The Nampa School District’s tentative labor agreement reflects the district’s reversing fortunes.
A year after the cash-strapped district imposed 14 unpaid furlough days to balance the budget, Nampa will reinstate all 14 days to the 2014-15 calendar. For teachers, this will restore lost wages; for parents and students, this equates to a beefed-up school calendar come fall.
Teachers will also get one personal day, and some teachers will get raises, based on experience, as the district is funding one “step” on the salary schedule.
But there is some give-and-take in the agreement. Employees will pick up more of their health insurance costs — and the district is getting rid of a well-liked plan that covered some employees at no out-of-pocket cost.
Here’s how the retooled health care plan breaks down:
- Nampa is dumping a plan that allowed some employees to sign up for insurance at no charge. There were strings attached; employees had to sign up for a high-deductible health care plan, and spouse and children were not eligible. Still, the no-cost plan was the most popular option the district offered, chosen by 540 of the 1,280 employees on the district insurance plan. Next year, all employees will pay at least $11.49 a month in premiums.
- Premiums will increase for all coverage plans. All told, employee health insurance costs are projected to go up to nearly $1.5 million, a 23.2 percent increase. The district’s share of costs will approach $8.4 million, a 1.8 percent increase.
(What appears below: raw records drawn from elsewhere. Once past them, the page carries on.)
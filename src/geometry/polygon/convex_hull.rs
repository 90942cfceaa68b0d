// src/geometry/polygon/convex_hull.rs

use super::core::Polygon;
use crate::error::{GeometryError, GeometryResult};
use crate::types::Vector2DExt;
use crate::utils::constants::{EPSILON, PI};
use glam::Vec2;

/// Polarwinkel relativ zum Ursprung über `asin`.
///
/// Gültig nur für Punkte mit `y >= 0`: nach der Verschiebung relativ zum
/// Pivot (minimales y) liegen alle Punkte in der oberen Halbebene, und
/// `asin(y/r)` mit Spiegelung für `x < 0` ergibt eine aufsteigende
/// Winkelordnung auf [0, π]. Dies ist keine allgemeine 0..2π-Sortierung.
fn polar_angle(p: Vec2) -> f32 {
    let r = p.length();
    if r < EPSILON {
        return 0.0;
    }
    let mut a = (p.y / r).asin();
    if p.x < 0.0 {
        a = PI - a;
    }
    a
}

/// Strikter Links-Abbiege-Test: liegt `p` links der Geraden `a -> b`?
fn is_left_turn(a: Vec2, b: Vec2, p: Vec2) -> bool {
    (b - a).cross_product(p - a) > 0.0
}

impl Polygon {
    /// Konvexe Hülle einer Punktmenge (Graham-Scan), als geschlossenes
    /// CCW-Polygon. Punkte strikt im Inneren der Hülle entfallen.
    ///
    /// Benötigt mindestens 4 Punkte; der Ring beginnt am Pivot
    /// (minimales y, bei Gleichstand minimales x) und endet mit dessen
    /// Duplikat.
    pub fn convex_hull(points: &[Vec2]) -> GeometryResult<Polygon> {
        if points.len() < 4 {
            return Err(GeometryError::InsufficientPoints {
                expected: 4,
                actual: points.len(),
            });
        }

        let mut points = points.to_vec();

        // Pivot: minimales y, bei Gleichstand minimales x, nach vorne tauschen
        let pivot_idx = points
            .iter()
            .enumerate()
            .min_by(|(_, a), (_, b)| {
                a.y.partial_cmp(&b.y)
                    .unwrap_or(std::cmp::Ordering::Equal)
                    .then_with(|| a.x.partial_cmp(&b.x).unwrap_or(std::cmp::Ordering::Equal))
            })
            .map(|(i, _)| i)
            .unwrap_or(0);
        points.swap(0, pivot_idx);
        let origin = points[0];

        // Verschiebung relativ zum Pivot; danach gilt y >= 0 für alle Punkte
        let mut relative: Vec<Vec2> = points.iter().map(|p| *p - origin).collect();
        debug_assert!(
            relative[1..].iter().all(|p| p.y >= -EPSILON),
            "pivot selection must leave all points in the upper half-plane"
        );

        relative[1..].sort_by(|a, b| {
            polar_angle(*a)
                .partial_cmp(&polar_angle(*b))
                .unwrap_or(std::cmp::Ordering::Equal)
        });

        // Stack-Scan: solange (top-1, top, p) keine Linkskurve bildet, top entfernen
        let mut stack: Vec<Vec2> = vec![relative[0], relative[1], relative[2]];
        for &p in &relative[3..] {
            while stack.len() >= 2 && !is_left_turn(stack[stack.len() - 2], stack[stack.len() - 1], p)
            {
                stack.pop();
            }
            stack.push(p);
        }

        let mut polygon = Polygon::new();
        polygon.vertices = stack.into_iter().map(|p| p + origin).collect();
        polygon.vertices.push(polygon.vertices[0]);

        if !polygon.is_valid() {
            return Err(GeometryError::GeometricFailure {
                operation: "convex hull collapsed below 3 distinct vertices".to_string(),
            });
        }

        polygon.triangulate()?;
        Ok(polygon)
    }
}

#[cfg(test)]
mod tests {
    use super::*;
    use crate::utils::comparison::nearly_equal;

    #[test]
    fn test_hull_of_square_starts_at_origin_ccw() {
        // all 4 square corners survive, CCW, starting at the min-y pivot (0,0)
        let points = vec![
            Vec2::new(10.0, 10.0),
            Vec2::new(0.0, 10.0),
            Vec2::new(0.0, 0.0),
            Vec2::new(10.0, 0.0),
        ];
        let hull = Polygon::convex_hull(&points).unwrap();
        assert_eq!(hull.vertex_count(), 4);
        assert_eq!(hull.vertices()[0], Vec2::new(0.0, 0.0));
        assert_eq!(hull.vertices()[1], Vec2::new(10.0, 0.0));
        assert_eq!(hull.vertices()[2], Vec2::new(10.0, 10.0));
        assert_eq!(hull.vertices()[3], Vec2::new(0.0, 10.0));
        assert_eq!(hull.vertices()[4], Vec2::new(0.0, 0.0));
    }

    #[test]
    fn test_interior_points_are_dropped() {
        let points = vec![
            Vec2::new(0.0, 0.0),
            Vec2::new(4.0, 0.0),
            Vec2::new(4.0, 4.0),
            Vec2::new(0.0, 4.0),
            Vec2::new(2.0, 2.0),
            Vec2::new(1.0, 3.0),
        ];
        let hull = Polygon::convex_hull(&points).unwrap();
        assert_eq!(hull.vertex_count(), 4);
        assert!(!hull.vertices().contains(&Vec2::new(2.0, 2.0)));
        assert!(nearly_equal(hull.area(), 16.0));
    }

    #[test]
    fn test_hull_vertices_come_from_input() {
        let points = vec![
            Vec2::new(1.0, -2.0),
            Vec2::new(5.0, 1.0),
            Vec2::new(3.0, 4.0),
            Vec2::new(-2.0, 3.0),
            Vec2::new(-1.0, 0.5),
            Vec2::new(2.0, 1.0),
        ];
        let hull = Polygon::convex_hull(&points).unwrap();
        for v in &hull.vertices()[..hull.vertex_count()] {
            assert!(points.contains(v));
        }
        // pivot is the min-y point
        assert_eq!(hull.vertices()[0], Vec2::new(1.0, -2.0));
    }

    #[test]
    fn test_hull_is_ccw() {
        let points = vec![
            Vec2::new(0.0, 0.0),
            Vec2::new(3.0, 1.0),
            Vec2::new(2.0, 3.0),
            Vec2::new(-1.0, 2.0),
        ];
        let hull = Polygon::convex_hull(&points).unwrap();
        // signed shoelace sum positive for CCW rings
        let mut sum = 0.0;
        for pair in hull.vertices().windows(2) {
            sum += pair[0].x * pair[1].y - pair[1].x * pair[0].y;
        }
        assert!(sum > 0.0);
    }

    #[test]
    fn test_too_few_points() {
        let points = vec![Vec2::new(0.0, 0.0), Vec2::new(1.0, 0.0), Vec2::new(0.0, 1.0)];
        assert!(matches!(
            Polygon::convex_hull(&points),
            Err(GeometryError::InsufficientPoints { expected: 4, .. })
        ));
    }
}
#[cfg(test)]
mod tests {
    use super::*;
    use subdesk_client::{Plan, SubscriptionStatus};

    fn active(description: &str) -> Subscription {
        Subscription {
            status: SubscriptionStatus::Active,
            cancel_at_period_end: false,
            current_period_end: Some(1_700_000_000),
            plan: Some(Plan {
                description: Some(description.to_string()),
            }),
        }
    }

    fn pending() -> Subscription {
        Subscription {
            cancel_at_period_end: true,
            current_period_end: Some(1_700_000_000),
            ..Default::default()
        }
    }

    fn status_error(status: u16, message: Option<&str>) -> ClientError {
        ClientError::Status {
            status,
            message: message.map(str::to_string),
        }
    }

    fn loaded_view(sub: Subscription) -> (SubscriptionView, Notifications) {
        let mut view = SubscriptionView::new();
        let mut toasts = Notifications::default();
        view.mount();
        view.apply_fetch(Ok(Some(sub)), &mut toasts);
        (view, toasts)
    }

    #[test]
    fn test_mount_fetches_once() {
        let mut view = SubscriptionView::new();
        assert_eq!(view.phase(), Phase::Initializing);
        assert_eq!(view.display(), Display::Skeleton);

        assert_eq!(view.mount(), Some(ViewCommand::FetchSubscription));
        assert_eq!(view.mount(), None);
    }

    #[test]
    fn test_successful_fetch_shows_card_with_enabled_trigger() {
        let (view, toasts) = loaded_view(active("X"));

        assert_eq!(view.phase(), Phase::Idle);
        assert!(!view.state().loading);
        assert!(view.can_cancel());
        assert!(toasts.is_empty());

        match view.display() {
            Display::Card {
                subscription,
                outcome,
                banner,
                loading,
            } => {
                assert_eq!(subscription.plan_description(), Some("X"));
                assert_eq!(outcome, SubscriptionOutcome::Active);
                assert_eq!(banner, None);
                assert!(!loading);
            }
            other => panic!("expected card, got {other:?}"),
        }
    }

    #[test]
    fn test_fetch_failure_is_terminal() {
        let mut view = SubscriptionView::new();
        let mut toasts = Notifications::default();
        view.mount();
        view.apply_fetch(Err(status_error(500, None)), &mut toasts);

        assert_eq!(view.phase(), Phase::Failed);
        assert_eq!(view.display(), Display::ErrorOnly(FETCH_ERROR_MESSAGE));
        assert_eq!(toasts.latest().unwrap().message, FETCH_ERROR_MESSAGE);
        assert!(!view.can_cancel());
        assert!(!view.request_cancel());

        // A late result cannot revive a failed mount.
        view.apply_fetch(Ok(Some(active("X"))), &mut toasts);
        assert_eq!(view.phase(), Phase::Failed);
        assert_eq!(view.display(), Display::ErrorOnly(FETCH_ERROR_MESSAGE));
    }

    #[test]
    fn test_fetch_failure_ignores_server_message() {
        let mut view = SubscriptionView::new();
        let mut toasts = Notifications::default();
        view.apply_fetch(Err(status_error(403, Some("forbidden"))), &mut toasts);

        assert_eq!(view.display(), Display::ErrorOnly(FETCH_ERROR_MESSAGE));
    }

    #[test]
    fn test_null_subscription() {
        let mut view = SubscriptionView::new();
        let mut toasts = Notifications::default();
        view.apply_fetch(Ok(None), &mut toasts);

        assert_eq!(view.phase(), Phase::Idle);
        assert_eq!(view.display(), Display::NoSubscription);
        assert!(!view.can_cancel());
    }

    #[test]
    fn test_declined_confirmation_changes_nothing() {
        let (mut view, mut toasts) = loaded_view(active("X"));
        let before = view.state().clone();

        assert!(view.request_cancel());
        assert!(view.confirm_prompt().is_some());
        assert_eq!(view.resolve_confirm(false), None);

        assert!(view.confirm_prompt().is_none());
        assert_eq!(view.state(), &before);
        toasts.prune(std::time::Instant::now());
        assert!(toasts.is_empty());
    }

    #[test]
    fn test_accepted_confirmation_starts_cancel() {
        let (mut view, _) = loaded_view(active("X"));

        assert!(view.request_cancel());
        assert!(!view.request_cancel(), "second prompt must not open");
        assert_eq!(view.resolve_confirm(true), Some(ViewCommand::CancelSubscription));

        assert!(view.state().loading);
        assert_eq!(view.phase(), Phase::Canceling);
        assert!(!view.can_cancel(), "trigger disabled while in flight");
        assert!(!view.request_cancel());
        assert!(matches!(view.display(), Display::Card { loading: true, .. }));
    }

    #[test]
    fn test_resolve_without_prompt_is_noop() {
        let (mut view, _) = loaded_view(active("X"));
        assert_eq!(view.resolve_confirm(true), None);
        assert!(!view.state().loading);
    }

    #[test]
    fn test_cancel_success_replaces_snapshot() {
        let (mut view, mut toasts) = loaded_view(active("X"));
        view.request_cancel();
        view.resolve_confirm(true);

        view.apply_cancel(Ok(pending()), &mut toasts);

        assert!(!view.state().loading);
        assert_eq!(view.state().error, None);
        assert_eq!(view.state().subscription, SubscriptionSlot::Loaded(pending()));
        assert_eq!(toasts.latest().unwrap().message, CANCEL_SUCCESS_MESSAGE);
        assert!(!view.can_cancel());
        assert!(matches!(
            view.display(),
            Display::Card {
                outcome: SubscriptionOutcome::PendingCancellation {
                    period_end: Some(1_700_000_000)
                },
                ..
            }
        ));
    }

    #[test]
    fn test_cancel_failure_prefers_server_message() {
        let (mut view, mut toasts) = loaded_view(active("X"));
        view.request_cancel();
        view.resolve_confirm(true);

        view.apply_cancel(Err(status_error(402, Some("card declined"))), &mut toasts);

        assert!(!view.state().loading);
        assert_eq!(view.phase(), Phase::Idle);
        assert_eq!(toasts.latest().unwrap().message, "card declined");
        assert!(view.can_cancel(), "user may retry");
        match view.display() {
            Display::Card { banner, subscription, .. } => {
                assert_eq!(banner, Some("card declined"));
                assert_eq!(subscription, &active("X"));
            }
            other => panic!("expected card, got {other:?}"),
        }
    }

    #[test]
    fn test_cancel_failure_falls_back_to_generic_message() {
        let (mut view, mut toasts) = loaded_view(active("X"));
        view.request_cancel();
        view.resolve_confirm(true);

        view.apply_cancel(Err(ClientError::Decode("eof".into())), &mut toasts);

        assert_eq!(view.state().error.as_ref().unwrap().message, CANCEL_ERROR_MESSAGE);
        assert_eq!(toasts.latest().unwrap().message, CANCEL_ERROR_MESSAGE);
    }

    #[test]
    fn test_retry_clears_previous_cancel_error() {
        let (mut view, mut toasts) = loaded_view(active("X"));
        view.request_cancel();
        view.resolve_confirm(true);
        view.apply_cancel(Err(status_error(500, None)), &mut toasts);
        assert!(view.state().error.is_some());

        view.request_cancel();
        view.resolve_confirm(true);
        assert_eq!(view.state().error, None);
        assert!(view.state().loading);
    }

    #[test]
    fn test_cancel_result_without_request_is_ignored() {
        let (mut view, mut toasts) = loaded_view(active("X"));
        view.apply_cancel(Ok(pending()), &mut toasts);

        assert_eq!(view.state().subscription, SubscriptionSlot::Loaded(active("X")));
        assert!(toasts.is_empty());
    }

    #[test]
    fn test_pending_precedence_over_canceled_status() {
        let contradictory = Subscription {
            status: SubscriptionStatus::Canceled,
            ..pending()
        };
        let (view, _) = loaded_view(contradictory);

        assert!(matches!(
            view.display(),
            Display::Card {
                outcome: SubscriptionOutcome::PendingCancellation { .. },
                ..
            }
        ));
        assert!(!view.can_cancel());
    }
}
//! Configuration for subdesk.
//!
//! Read from `~/.subdesk/config.yaml` (or an explicit `--config` path). Every
//! field has a default, so an empty or missing default file is fine.
//!
//! ```yaml
//! api:
//!   base_url: https://billing.example.com
//!   session_cookie_env: SUBDESK_SESSION
//! ui:
//!   toast_duration_secs: 5
//!   utc_offset_minutes: 0
//! ```

use std::path::{Path, PathBuf};

use serde::{Deserialize, Serialize};

use crate::error::{Result, SubdeskError};
use crate::logging::base_dir;

/// Config file name inside `~/.subdesk/`.
pub const CONFIG_FILE_NAME: &str = "config.yaml";

/// Top-level configuration.
#[derive(Debug, Clone, Default, PartialEq, Serialize, Deserialize)]
#[serde(default)]
pub struct SubdeskConfig {
    /// Backend connection settings
    pub api: ApiConfig,

    /// Terminal UI settings
    pub ui: UiConfig,
}

/// Backend connection settings.
#[derive(Debug, Clone, PartialEq, Serialize, Deserialize)]
#[serde(default)]
pub struct ApiConfig {
    /// Base URL the `/api/subscription` paths are joined onto
    pub base_url: String,

    /// Request timeout in seconds (unset = wait for the transport)
    pub request_timeout_secs: Option<u64>,

    /// Environment variable holding a pre-established session cookie
    pub session_cookie_env: Option<String>,
}

impl Default for ApiConfig {
    fn default() -> Self {
        Self {
            base_url: "http://localhost:5000".to_string(),
            request_timeout_secs: None,
            session_cookie_env: None,
        }
    }
}

/// Terminal UI settings.
#[derive(Debug, Clone, PartialEq, Serialize, Deserialize)]
#[serde(default)]
pub struct UiConfig {
    /// How long a toast stays on screen
    pub toast_duration_secs: u64,

    /// Fixed offset for date display; local offset when unset
    pub utc_offset_minutes: Option<i32>,

    /// Event loop tick in milliseconds
    pub tick_rate_ms: u64,
}

impl Default for UiConfig {
    fn default() -> Self {
        Self {
            toast_duration_secs: 5,
            utc_offset_minutes: None,
            tick_rate_ms: 100,
        }
    }
}

impl SubdeskConfig {
    /// Default config path: `~/.subdesk/config.yaml`.
    pub fn default_path() -> Result<PathBuf> {
        Ok(base_dir()?.join(CONFIG_FILE_NAME))
    }

    /// Load configuration.
    ///
    /// With an explicit path the file must exist. Without one, the default
    /// path is used and a missing file yields [`SubdeskConfig::default`].
    pub fn load(path: Option<&Path>) -> Result<Self> {
        match path {
            Some(path) => Self::from_file(path),
            None => {
                let path = Self::default_path()?;
                if path.exists() {
                    Self::from_file(&path)
                } else {
                    tracing::debug!(path = %path.display(), "no config file, using defaults");
                    Ok(Self::default())
                }
            }
        }
    }

    /// Read and validate a config file.
    pub fn from_file(path: &Path) -> Result<Self> {
        let content = std::fs::read_to_string(path).map_err(|e| {
            if e.kind() == std::io::ErrorKind::NotFound {
                SubdeskError::config_not_found_with_source(path, e)
            } else {
                SubdeskError::io("reading config", path, e)
            }
        })?;

        let config = Self::from_yaml(&content).map_err(|e| match e {
            SubdeskError::ConfigInvalid { message, .. } => SubdeskError::ConfigInvalid {
                path: path.to_path_buf(),
                message,
            },
            other => other,
        })?;

        tracing::info!(path = %path.display(), "loaded config");
        Ok(config)
    }

    /// Parse and validate YAML content.
    pub fn from_yaml(content: &str) -> Result<Self> {
        // An empty document deserializes to unit, not to a map.
        let config: Self = if content.trim().is_empty() {
            Self::default()
        } else {
            serde_yaml::from_str(content).map_err(|e| SubdeskError::ConfigInvalid {
                path: PathBuf::new(),
                message: e.to_string(),
            })?
        };

        config.validate()?;
        Ok(config)
    }

    /// Check field ranges.
    pub fn validate(&self) -> Result<()> {
        let base_url = self.api.base_url.trim();
        if !(base_url.starts_with("http://") || base_url.starts_with("https://")) {
            return Err(SubdeskError::ConfigValidation {
                message: format!("api.base_url must be an http(s) URL, got '{}'", self.api.base_url),
            });
        }

        if self.api.request_timeout_secs == Some(0) {
            return Err(SubdeskError::ConfigValidation {
                message: "api.request_timeout_secs must be greater than zero".into(),
            });
        }

        if self.ui.toast_duration_secs == 0 {
            return Err(SubdeskError::ConfigValidation {
                message: "ui.toast_duration_secs must be greater than zero".into(),
            });
        }

        if self.ui.tick_rate_ms == 0 {
            return Err(SubdeskError::ConfigValidation {
                message: "ui.tick_rate_ms must be greater than zero".into(),
            });
        }

        if let Some(offset) = self.ui.utc_offset_minutes {
            if offset.abs() >= 24 * 60 {
                return Err(SubdeskError::ConfigValidation {
                    message: format!("ui.utc_offset_minutes out of range: {offset}"),
                });
            }
        }

        Ok(())
    }

    /// Override the backend base URL.
    pub fn with_base_url(mut self, url: impl Into<String>) -> Self {
        self.api.base_url = url.into();
        self
    }

    /// Set a request timeout.
    pub fn with_request_timeout(mut self, secs: u64) -> Self {
        self.api.request_timeout_secs = Some(secs);
        self
    }

    /// Pin date display to a fixed UTC offset.
    pub fn with_utc_offset_minutes(mut self, minutes: i32) -> Self {
        self.ui.utc_offset_minutes = Some(minutes);
        self
    }
}

#[cfg(test)]
mod tests {
    use super::*;
    use serial_test::serial;
    use tempfile::TempDir;

    #[test]
    fn test_defaults() {
        let config = SubdeskConfig::default();
        assert_eq!(config.api.base_url, "http://localhost:5000");
        assert_eq!(config.api.request_timeout_secs, None);
        assert_eq!(config.ui.toast_duration_secs, 5);
        assert!(config.validate().is_ok());
    }

    #[test]
    fn test_partial_yaml_keeps_defaults() {
        let config = SubdeskConfig::from_yaml("api:\n  base_url: https://billing.example.com\n")
            .unwrap();
        assert_eq!(config.api.base_url, "https://billing.example.com");
        assert_eq!(config.ui, UiConfig::default());
    }

    #[test]
    fn test_empty_yaml_is_default() {
        assert_eq!(SubdeskConfig::from_yaml("  \n").unwrap(), SubdeskConfig::default());
    }

    #[test]
    fn test_invalid_yaml() {
        let err = SubdeskConfig::from_yaml("api: [not, a, map").unwrap_err();
        assert!(matches!(err, SubdeskError::ConfigInvalid { .. }));
    }

    #[test]
    fn test_validation_rejects_bad_values() {
        let bad_url = SubdeskConfig::default().with_base_url("localhost:5000");
        assert!(matches!(
            bad_url.validate(),
            Err(SubdeskError::ConfigValidation { .. })
        ));

        let bad_timeout = SubdeskConfig::default().with_request_timeout(0);
        assert!(bad_timeout.validate().is_err());

        let bad_offset = SubdeskConfig::default().with_utc_offset_minutes(24 * 60);
        assert!(bad_offset.validate().is_err());

        let good_offset = SubdeskConfig::default().with_utc_offset_minutes(-300);
        assert!(good_offset.validate().is_ok());
    }

    #[test]
    fn test_explicit_missing_file_is_error() {
        let dir = TempDir::new().unwrap();
        let err = SubdeskConfig::load(Some(&dir.path().join("nope.yaml"))).unwrap_err();
        assert!(matches!(err, SubdeskError::ConfigNotFound { .. }));
    }

    #[test]
    fn test_load_from_file_reports_path_on_parse_error() {
        let dir = TempDir::new().unwrap();
        let path = dir.path().join("config.yaml");
        std::fs::write(&path, "ui:\n  toast_duration_secs: [1\n").unwrap();

        match SubdeskConfig::load(Some(&path)) {
            Err(SubdeskError::ConfigInvalid { path: reported, .. }) => assert_eq!(reported, path),
            other => panic!("expected ConfigInvalid, got {other:?}"),
        }
    }

    #[test]
    #[serial]
    fn test_missing_default_file_uses_defaults() {
        let dir = TempDir::new().unwrap();
        // SAFETY: serialized with every other test that touches HOME
        unsafe { std::env::set_var("HOME", dir.path()) };

        let config = SubdeskConfig::load(None).unwrap();
        assert_eq!(config, SubdeskConfig::default());
    }

    #[test]
    #[serial]
    fn test_default_file_is_read() {
        let dir = TempDir::new().unwrap();
        let config_dir = dir.path().join(".subdesk");
        std::fs::create_dir_all(&config_dir).unwrap();
        std::fs::write(
            config_dir.join(CONFIG_FILE_NAME),
            "ui:\n  toast_duration_secs: 9\n",
        )
        .unwrap();
        // SAFETY: serialized with every other test that touches HOME
        unsafe { std::env::set_var("HOME", dir.path()) };

        let config = SubdeskConfig::load(None).unwrap();
        assert_eq!(config.ui.toast_duration_secs, 9);
    }
}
- Deductibles will also increase, from $750 and $1,000 in 2013-14 to $1,000 and $2,000 in 2014-15.
While employees and the district absorb increased health care costs, the district will put some money back into staff time and salaries.
Reversing the furloughs — restoring 14 days for teaching and administrative staff, and five days for classified staff — will run about $2 million, district spokeswoman Allison Westfall said. Funding the step on the salary schedule costs about $400,000 she said.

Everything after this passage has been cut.